In recent years physicians and medical scientists have scored impressive gains in the struggle against heart and blood vessel disease. In the past year alone there have been new breakthroughs in heart surgery, and new triumphs in drug treatment. These and a host of other developments will save the lives of many men and women, and lengthen the lives of many more. The outlook is brighter for heart victims everywhere.
Yet our great advances cannot obscure the magnitude of the task that still confronts us. We have far to go before we eliminate diseases of the heart and blood vessels as serious threats to life and health.

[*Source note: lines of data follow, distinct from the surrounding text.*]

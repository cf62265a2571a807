use shared::ContentKind;
use yew::prelude::*;

use crate::components::utils::kind_icon_class;
use crate::{Model, Msg};

pub fn render_kind_tabs(model: &Model, ctx: &Context<Model>) -> Html {
    let link = ctx.link();

    html! {
        <div class="kind-tabs">
            { for ContentKind::ALL.iter().map(|kind| {
                let kind = *kind;
                let active = model.session.kind() == kind;
                html! {
                    <button
                        class={classes!("kind-tab", active.then_some("active"))}
                        onclick={link.callback(move |_| Msg::SelectKind(kind))}
                    >
                        <i class={kind_icon_class(kind)}></i>{ format!(" {}", kind.label()) }
                    </button>
                }
            })}
        </div>
    }
}
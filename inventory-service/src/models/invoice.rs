//! Invoice model and the totals engine.

use bson::oid::ObjectId;
use chrono::NaiveDateTime;
use rust_decimal::Decimal;

/// One line of a sale. The item reference is optional and non-owning: a
/// reference that never resolved (bad scan, free-form entry) is stored as
/// absent, and the name/SKU snapshot keeps the line readable either way.
#[derive(Debug, Clone, PartialEq)]
pub struct InvoiceLine {
    pub item_id: Option<ObjectId>,
    pub name: String,
    pub sku: String,
    pub price: Decimal,
    pub quantity: i64,
}

/// A sale record. `printed_at` is a naive instant (no offset) so invoices
/// sort consistently regardless of how the caller supplied the timestamp.
#[derive(Debug, Clone, PartialEq)]
pub struct Invoice {
    pub id: ObjectId,
    pub number: String,
    pub printed_at: NaiveDateTime,
    pub customer_name: String,
    pub customer_phone: String,
    pub tax_rate: Decimal,
    pub discount_rate: Decimal,
    pub lines: Vec<InvoiceLine>,
    pub created_by: String,
}

/// Derived financial summary. Never persisted: recomputing on every read
/// means the totals cannot go stale when rates or lines are edited.
#[derive(Debug, Clone, PartialEq)]
pub struct InvoiceTotals {
    pub subtotal: Decimal,
    pub discount_rate: Decimal,
    pub discount_amount: Decimal,
    pub tax_rate: Decimal,
    pub tax_amount: Decimal,
    pub total: Decimal,
}

impl Invoice {
    /// Totals are a pure function of the stored fields: discount applies to
    /// the subtotal, tax applies to the discounted amount, and every
    /// monetary output is rounded to two decimal places.
    pub fn totals(&self) -> InvoiceTotals {
        let subtotal: Decimal = self
            .lines
            .iter()
            .map(|line| line.price * Decimal::from(line.quantity))
            .sum();

        let discount_amount = subtotal * self.discount_rate / Decimal::ONE_HUNDRED;
        let after_discount = (subtotal - discount_amount).max(Decimal::ZERO);
        let tax_amount = after_discount * self.tax_rate / Decimal::ONE_HUNDRED;
        let total = after_discount + tax_amount;

        InvoiceTotals {
            subtotal: subtotal.round_dp(2),
            discount_rate: self.discount_rate,
            discount_amount: discount_amount.round_dp(2),
            tax_rate: self.tax_rate,
            tax_amount: tax_amount.round_dp(2),
            total: total.round_dp(2),
        }
    }
}

/// Input for creating an invoice. The request layer has already normalized
/// the lines and resolved `printed_at`; the service assigns the id.
#[derive(Debug, Clone)]
pub struct CreateInvoice {
    pub number: String,
    pub printed_at: NaiveDateTime,
    pub customer_name: String,
    pub customer_phone: String,
    pub tax_rate: Decimal,
    pub discount_rate: Decimal,
    pub lines: Vec<InvoiceLine>,
    pub created_by: String,
}

/// Partial update: only `Some` fields are applied. Replacing lines edits the
/// record only; stock is never touched by an update.
#[derive(Debug, Clone, Default)]
pub struct UpdateInvoice {
    pub customer_name: Option<String>,
    pub customer_phone: Option<String>,
    pub tax_rate: Option<Decimal>,
    pub discount_rate: Option<Decimal>,
    pub lines: Option<Vec<InvoiceLine>>,
}

impl UpdateInvoice {
    pub fn is_empty(&self) -> bool {
        self.customer_name.is_none()
            && self.customer_phone.is_none()
            && self.tax_rate.is_none()
            && self.discount_rate.is_none()
            && self.lines.is_none()
    }
}

#[cfg(test)]
mod tests {
    use super::*;
    use chrono::NaiveDate;
    use rust_decimal::Decimal;

    fn invoice_with(lines: Vec<InvoiceLine>, discount_rate: i64, tax_rate: i64) -> Invoice {
        Invoice {
            id: ObjectId::new(),
            number: "INV-1".to_string(),
            printed_at: NaiveDate::from_ymd_opt(2025, 1, 1)
                .and_then(|d| d.and_hms_opt(12, 0, 0))
                .expect("valid timestamp"),
            customer_name: String::new(),
            customer_phone: String::new(),
            tax_rate: Decimal::from(tax_rate),
            discount_rate: Decimal::from(discount_rate),
            lines,
            created_by: String::new(),
        }
    }

    fn line(price: &str, quantity: i64) -> InvoiceLine {
        InvoiceLine {
            item_id: None,
            name: String::new(),
            sku: String::new(),
            price: price.parse().expect("valid decimal"),
            quantity,
        }
    }

    #[test]
    fn totals_apply_discount_then_tax() {
        let invoice = invoice_with(vec![line("30", 2), line("40", 1)], 10, 8);
        let totals = invoice.totals();

        assert_eq!(totals.subtotal, Decimal::from(100));
        assert_eq!(totals.discount_amount, "10.00".parse::<Decimal>().unwrap());
        assert_eq!(totals.tax_amount, "7.20".parse::<Decimal>().unwrap());
        assert_eq!(totals.total, "97.20".parse::<Decimal>().unwrap());
    }

    #[test]
    fn totals_zero_subtotal_is_zero_regardless_of_rates() {
        let invoice = invoice_with(vec![line("0", 5)], 25, 18);
        let totals = invoice.totals();

        assert_eq!(totals.subtotal, Decimal::ZERO);
        assert_eq!(totals.discount_amount, Decimal::ZERO);
        assert_eq!(totals.tax_amount, Decimal::ZERO);
        assert_eq!(totals.total, Decimal::ZERO);
    }

    #[test]
    fn totals_round_to_two_decimal_places() {
        // 5.49 * 3 = 16.47; 5% discount = 0.8235 -> 0.82
        let invoice = invoice_with(vec![line("5.49", 3)], 5, 0);
        let totals = invoice.totals();

        assert_eq!(totals.subtotal, "16.47".parse::<Decimal>().unwrap());
        assert_eq!(totals.discount_amount, "0.82".parse::<Decimal>().unwrap());
        assert_eq!(totals.total, "15.65".parse::<Decimal>().unwrap());
    }

    #[test]
    fn totals_clamp_after_discount_at_zero() {
        let invoice = invoice_with(vec![line("10", 1)], 150, 10);
        let totals = invoice.totals();

        assert_eq!(totals.tax_amount, Decimal::ZERO);
        assert_eq!(totals.total, Decimal::ZERO);
    }

    #[test]
    fn totals_ignore_lines_with_zero_quantity() {
        let invoice = invoice_with(vec![line("99.99", 0), line("2", 3)], 0, 0);
        let totals = invoice.totals();

        assert_eq!(totals.subtotal, Decimal::from(6));
        assert_eq!(totals.total, Decimal::from(6));
    }
}
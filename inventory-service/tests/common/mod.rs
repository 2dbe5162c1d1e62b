//! Shared helpers for inventory-service integration tests.

use inventory_service::config::{InventoryConfig, SecurityConfig, SeedConfig};
use inventory_service::services::init_metrics;
use inventory_service::startup::Application;
use serde_json::Value;
use service_core::config::Config as CoreConfig;
use std::sync::Once;

static INIT: Once = Once::new();

/// Install metrics and tracing once per test binary.
fn init_telemetry() {
    INIT.call_once(|| {
        init_metrics();
        tracing_subscriber::fmt()
            .with_env_filter("info,inventory_service=debug")
            .with_test_writer()
            .try_init()
            .ok();
    });
}

pub struct TestApp {
    pub address: String,
    pub client: reqwest::Client,
}

impl TestApp {
    /// Spawn the application on a random port with seeding disabled.
    pub async fn spawn() -> Self {
        init_telemetry();

        let config = InventoryConfig {
            common: CoreConfig {
                port: 0,
                log_level: "debug".to_string(),
            },
            security: SecurityConfig {
                allowed_origins: vec!["http://localhost:5173".to_string()],
            },
            seed: SeedConfig { demo_items: false },
        };

        let app = Application::build(config)
            .await
            .expect("Failed to build test application");
        let port = app.port();

        tokio::spawn(async move {
            app.run_until_stopped().await.ok();
        });

        let address = format!("http://127.0.0.1:{}", port);
        let client = reqwest::Client::new();

        // Wait for the server to accept requests.
        for _ in 0..50 {
            if client
                .get(format!("{}/health", address))
                .send()
                .await
                .is_ok()
            {
                break;
            }
            tokio::time::sleep(tokio::time::Duration::from_millis(20)).await;
        }

        TestApp { address, client }
    }

    pub async fn get(&self, path: &str) -> reqwest::Response {
        self.client
            .get(format!("{}{}", self.address, path))
            .send()
            .await
            .expect("Failed to execute GET request")
    }

    pub async fn post(&self, path: &str, body: &Value) -> reqwest::Response {
        self.client
            .post(format!("{}{}", self.address, path))
            .json(body)
            .send()
            .await
            .expect("Failed to execute POST request")
    }

    pub async fn put(&self, path: &str, body: &Value) -> reqwest::Response {
        self.client
            .put(format!("{}{}", self.address, path))
            .json(body)
            .send()
            .await
            .expect("Failed to execute PUT request")
    }

    pub async fn delete(&self, path: &str) -> reqwest::Response {
        self.client
            .delete(format!("{}{}", self.address, path))
            .send()
            .await
            .expect("Failed to execute DELETE request")
    }

    /// Create an item and return the response body. Panics unless the
    /// creation succeeds, so tests can focus on what they actually assert.
    pub async fn create_item(&self, body: Value) -> Value {
        let response = self.post("/api/items", &body).await;
        assert_eq!(response.status().as_u16(), 201, "item creation failed");
        response.json().await.expect("Failed to parse item JSON")
    }
}
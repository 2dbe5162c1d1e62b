use axum::http::StatusCode;
use axum::response::IntoResponse;
use axum::Json;
use serde_json::json;

use crate::services::get_metrics;

pub async fn health_check() -> impl IntoResponse {
    Json(json!({
        "status": "ok",
        "service": "inventory-service",
        "version": env!("CARGO_PKG_VERSION")
    }))
}

pub async fn metrics_endpoint() -> impl IntoResponse {
    (
        StatusCode::OK,
        [("content-type", "text/plain; charset=utf-8")],
        get_metrics(),
    )
}
//! Invoice engine.

use bson::oid::ObjectId;
use metrics::counter;
use tracing::{info, instrument};

use service_core::error::AppError;

use crate::models::{CreateInvoice, Invoice, InvoiceTotals, UpdateInvoice};
use crate::services::inventory::InventoryService;
use crate::services::parse_object_id;
use crate::services::store::Store;

/// Builds and edits invoices and drives the stock ledger when a sale should
/// deduct inventory. Totals are recomputed on every read.
#[derive(Clone)]
pub struct InvoicingService {
    store: Store,
    inventory: InventoryService,
}

impl InvoicingService {
    pub fn new(store: Store, inventory: InventoryService) -> Self {
        Self { store, inventory }
    }

    /// Persist a new invoice. With `apply_stock_change`, each resolved line
    /// deducts its quantity from stock first (floor at zero, no receipt);
    /// unresolved lines are skipped. Deductions already applied are not
    /// rolled back if a later step fails.
    #[instrument(skip(self, input), fields(number = %input.number))]
    pub fn create_invoice(
        &self,
        input: CreateInvoice,
        apply_stock_change: bool,
    ) -> Result<(Invoice, InvoiceTotals), AppError> {
        if input.number.trim().is_empty() || input.lines.is_empty() {
            return Err(AppError::BadRequest(anyhow::anyhow!(
                "number and lines are required"
            )));
        }

        let invoice = Invoice {
            id: ObjectId::new(),
            number: input.number,
            printed_at: input.printed_at,
            customer_name: input.customer_name,
            customer_phone: input.customer_phone,
            tax_rate: input.tax_rate,
            discount_rate: input.discount_rate,
            lines: input.lines,
            created_by: input.created_by,
        };

        if apply_stock_change {
            for line in &invoice.lines {
                if let Some(item_id) = &line.item_id {
                    self.inventory.deduct_for_sale(item_id, line.quantity)?;
                }
            }
        }

        self.store.invoices().insert_one(&invoice)?;
        counter!("invoices_created_total").increment(1);
        info!(
            invoice_id = %invoice.id,
            lines = invoice.lines.len(),
            apply_stock_change,
            "Invoice created"
        );

        let totals = invoice.totals();
        Ok((invoice, totals))
    }

    pub fn get_invoice(&self, id: &str) -> Result<(Invoice, InvoiceTotals), AppError> {
        let oid = parse_object_id(id, "invoice")?;
        let invoice = self
            .store
            .invoices()
            .find_one(&oid)?
            .ok_or_else(|| AppError::NotFound(anyhow::anyhow!("Invoice not found")))?;
        let totals = invoice.totals();
        Ok((invoice, totals))
    }

    /// Invoices newest first by printed timestamp.
    pub fn list_invoices(&self) -> Result<Vec<(Invoice, InvoiceTotals)>, AppError> {
        let mut invoices = self.store.invoices().find_all()?;
        invoices.sort_by(|a, b| b.printed_at.cmp(&a.printed_at));
        Ok(invoices
            .into_iter()
            .map(|invoice| {
                let totals = invoice.totals();
                (invoice, totals)
            })
            .collect())
    }

    /// Edits correct the record: customer info, rates, and lines may change,
    /// but stock is never touched. An update is not a new sales event.
    #[instrument(skip(self, update))]
    pub fn update_invoice(
        &self,
        id: &str,
        update: UpdateInvoice,
    ) -> Result<(Invoice, InvoiceTotals), AppError> {
        let oid = parse_object_id(id, "invoice")?;
        if update.is_empty() {
            return Err(AppError::BadRequest(anyhow::anyhow!("Nothing to update")));
        }

        let updated = self.store.invoices().update_one(&oid, |invoice| {
            if let Some(customer_name) = update.customer_name {
                invoice.customer_name = customer_name;
            }
            if let Some(customer_phone) = update.customer_phone {
                invoice.customer_phone = customer_phone;
            }
            if let Some(tax_rate) = update.tax_rate {
                invoice.tax_rate = tax_rate;
            }
            if let Some(discount_rate) = update.discount_rate {
                invoice.discount_rate = discount_rate;
            }
            if let Some(lines) = update.lines {
                invoice.lines = lines;
            }
        })?;

        let invoice =
            updated.ok_or_else(|| AppError::NotFound(anyhow::anyhow!("Invoice not found")))?;
        info!(invoice_id = %invoice.id, "Invoice updated");

        let totals = invoice.totals();
        Ok((invoice, totals))
    }
}
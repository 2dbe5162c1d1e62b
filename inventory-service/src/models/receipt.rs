//! Stock receipt model.

use chrono::{DateTime, Utc};

use bson::oid::ObjectId;

use crate::models::Item;

/// Immutable audit record of a stock increase.
///
/// Carries a point-in-time snapshot of the item's name and SKU plus the
/// quantity before and after the increase, so the record stays meaningful
/// after the item is edited or deleted. The item reference is non-owning.
#[derive(Debug, Clone, PartialEq)]
pub struct Receipt {
    pub id: ObjectId,
    pub item_id: ObjectId,
    pub sku: String,
    pub name: String,
    pub quantity: i64,
    pub previous_quantity: i64,
    pub new_quantity: i64,
    pub received_at: DateTime<Utc>,
    pub created_at: DateTime<Utc>,
    pub received_by: Option<String>,
}

impl Receipt {
    /// Build the audit record for an increase that has already been applied:
    /// `item` holds the post-update state, `previous_quantity` the quantity
    /// read immediately before it.
    pub fn record(
        item: &Item,
        quantity: i64,
        previous_quantity: i64,
        received_by: Option<String>,
    ) -> Self {
        let now = Utc::now();
        Self {
            id: ObjectId::new(),
            item_id: item.id,
            sku: item.sku.clone(),
            name: item.name.clone(),
            quantity,
            previous_quantity,
            new_quantity: item.quantity,
            received_at: now,
            created_at: now,
            received_by,
        }
    }
}
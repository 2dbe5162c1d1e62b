use crate::error::AppError;
use config::{Config as Cfg, File};
use serde::Deserialize;

/// Settings every service shares. Loaded from an optional `configuration`
/// file plus `APP__`-prefixed environment variables, `.env` honored.
#[derive(Debug, Deserialize, Clone)]
pub struct Config {
    #[serde(default = "default_port")]
    pub port: u16,
    #[serde(default = "default_log_level")]
    pub log_level: String,
}

fn default_port() -> u16 {
    8080
}

fn default_log_level() -> String {
    "info".to_string()
}

impl Config {
    pub fn load() -> Result<Self, AppError> {
        dotenvy::dotenv().ok();

        let config = Cfg::builder()
            .add_source(File::with_name("configuration").required(false))
            .add_source(config::Environment::with_prefix("APP").separator("__"))
            .build()?;

        Ok(config.try_deserialize()?)
    }
}
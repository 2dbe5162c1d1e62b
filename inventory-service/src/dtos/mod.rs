//! Request and response shapes for the HTTP surface.
//!
//! Responses use camelCase field names and plain-number money, mirroring
//! what the frontend consumes. Requests accept a JSON number or a numeric
//! string wherever the API promises numeric coercion; the helpers below
//! implement that contract.

mod invoices;
mod items;
mod receipts;
mod stats;

pub use invoices::{
    CreateInvoiceRequest, InvoiceLineInput, InvoiceLineResponse, InvoiceResponse,
    InvoiceTotalsResponse, UpdateInvoiceRequest,
};
pub use items::{CreateItemRequest, ItemResponse, ItemSearchParams, UpdateItemRequest};
pub use receipts::{
    AdjustStockRequest, AdjustStockResponse, ReceiptResponse, ReceiveStockRequest,
    ReceiveStockResponse,
};
pub use stats::StatsResponse;

use rust_decimal::Decimal;
use serde::{Deserialize, Deserializer};
use serde_json::Value;

use service_core::error::AppError;

fn bad_numeric(field: &str) -> AppError {
    AppError::BadRequest(anyhow::anyhow!("Bad numeric value for '{}'", field))
}

/// Coerce to an integer: numbers truncate, numeric strings parse, absent and
/// null default to zero. Anything else is the caller's error.
pub(crate) fn coerce_int(field: &str, value: Option<&Value>) -> Result<i64, AppError> {
    match value {
        None | Some(Value::Null) => Ok(0),
        Some(Value::Number(n)) => n
            .as_i64()
            .or_else(|| n.as_f64().map(|f| f as i64))
            .ok_or_else(|| bad_numeric(field)),
        Some(Value::String(s)) => s.trim().parse::<i64>().map_err(|_| bad_numeric(field)),
        Some(_) => Err(bad_numeric(field)),
    }
}

/// Coerce to a decimal; same acceptance rules as [`coerce_int`]. Numbers go
/// through their shortest string form so `29.99` stays exactly `29.99`.
pub(crate) fn coerce_decimal(field: &str, value: Option<&Value>) -> Result<Decimal, AppError> {
    match value {
        None | Some(Value::Null) => Ok(Decimal::ZERO),
        Some(Value::Number(n)) => n
            .to_string()
            .parse::<Decimal>()
            .map_err(|_| bad_numeric(field)),
        Some(Value::String(s)) => s.trim().parse::<Decimal>().map_err(|_| bad_numeric(field)),
        Some(_) => Err(bad_numeric(field)),
    }
}

/// Partial-update variant: absent and null mean "leave unchanged".
pub(crate) fn coerce_opt_int(field: &str, value: Option<&Value>) -> Result<Option<i64>, AppError> {
    match value {
        None | Some(Value::Null) => Ok(None),
        some => coerce_int(field, some).map(Some),
    }
}

/// Partial-update variant of [`coerce_decimal`].
pub(crate) fn coerce_opt_decimal(
    field: &str,
    value: Option<&Value>,
) -> Result<Option<Decimal>, AppError> {
    match value {
        None | Some(Value::Null) => Ok(None),
        some => coerce_decimal(field, some).map(Some),
    }
}

/// Lenient variants for invoice lines: absent or malformed defaults to zero
/// rather than failing the whole invoice.
pub(crate) fn coerce_int_lenient(value: Option<&Value>) -> i64 {
    coerce_int("", value).unwrap_or(0)
}

pub(crate) fn coerce_decimal_lenient(value: Option<&Value>) -> Decimal {
    coerce_decimal("", value).unwrap_or(Decimal::ZERO)
}

/// `Option<Option<T>>` field helper: absent stays `None`, an explicit null
/// arrives as `Some(None)`. Use with `#[serde(default, deserialize_with =
/// "double_option")]`.
pub(crate) fn double_option<'de, T, D>(deserializer: D) -> Result<Option<Option<T>>, D::Error>
where
    T: Deserialize<'de>,
    D: Deserializer<'de>,
{
    Deserialize::deserialize(deserializer).map(Some)
}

Tomorrow's advances—like today's achievements—will depend upon expanded programs of research, training, education, and service. For leadership in this critical effort, we shall look, as we have in the past, to the American Heart Association and other private and professional groups, to the National Heart Institute and the Heart Disease Control Program of the Public Health Service. Together, these constitute a creative partnership of government and private endeavor, dedicated to a common purpose and sustained by a concerned citizenry.
With the unremitting support of all Americans, we can move ahead, a triumph at a time, toward ending the threat of heart and circulatory disease to the well-being of our people.
The Congress, by a joint resolution approved December 30, 1963 (77 Stat. 843), requested the President to issue annually a proclamation designating February as American Heart Month.
Now, Therefore, I, Lyndon B. Johnson, President of the United States of America, do hereby proclaim the month of February 1968 as American Heart Month, and I invite the Governors of the States, the Commonwealth of Puerto Rico, and officials of other areas subject to the jurisdiction of the United States to issue similar proclamations.
I urge the people of the United States to give heed to the nation-wide problem of the heart and blood vessel diseases, and to support all essential programs required to bring about its solution.
In Witness Whereof, I have hereunto set my hand this thirty-first day of January, in the year of our Lord nineteen hundred and sixty-eight, and of the Independence of the United States of America the one hundred and ninety-second.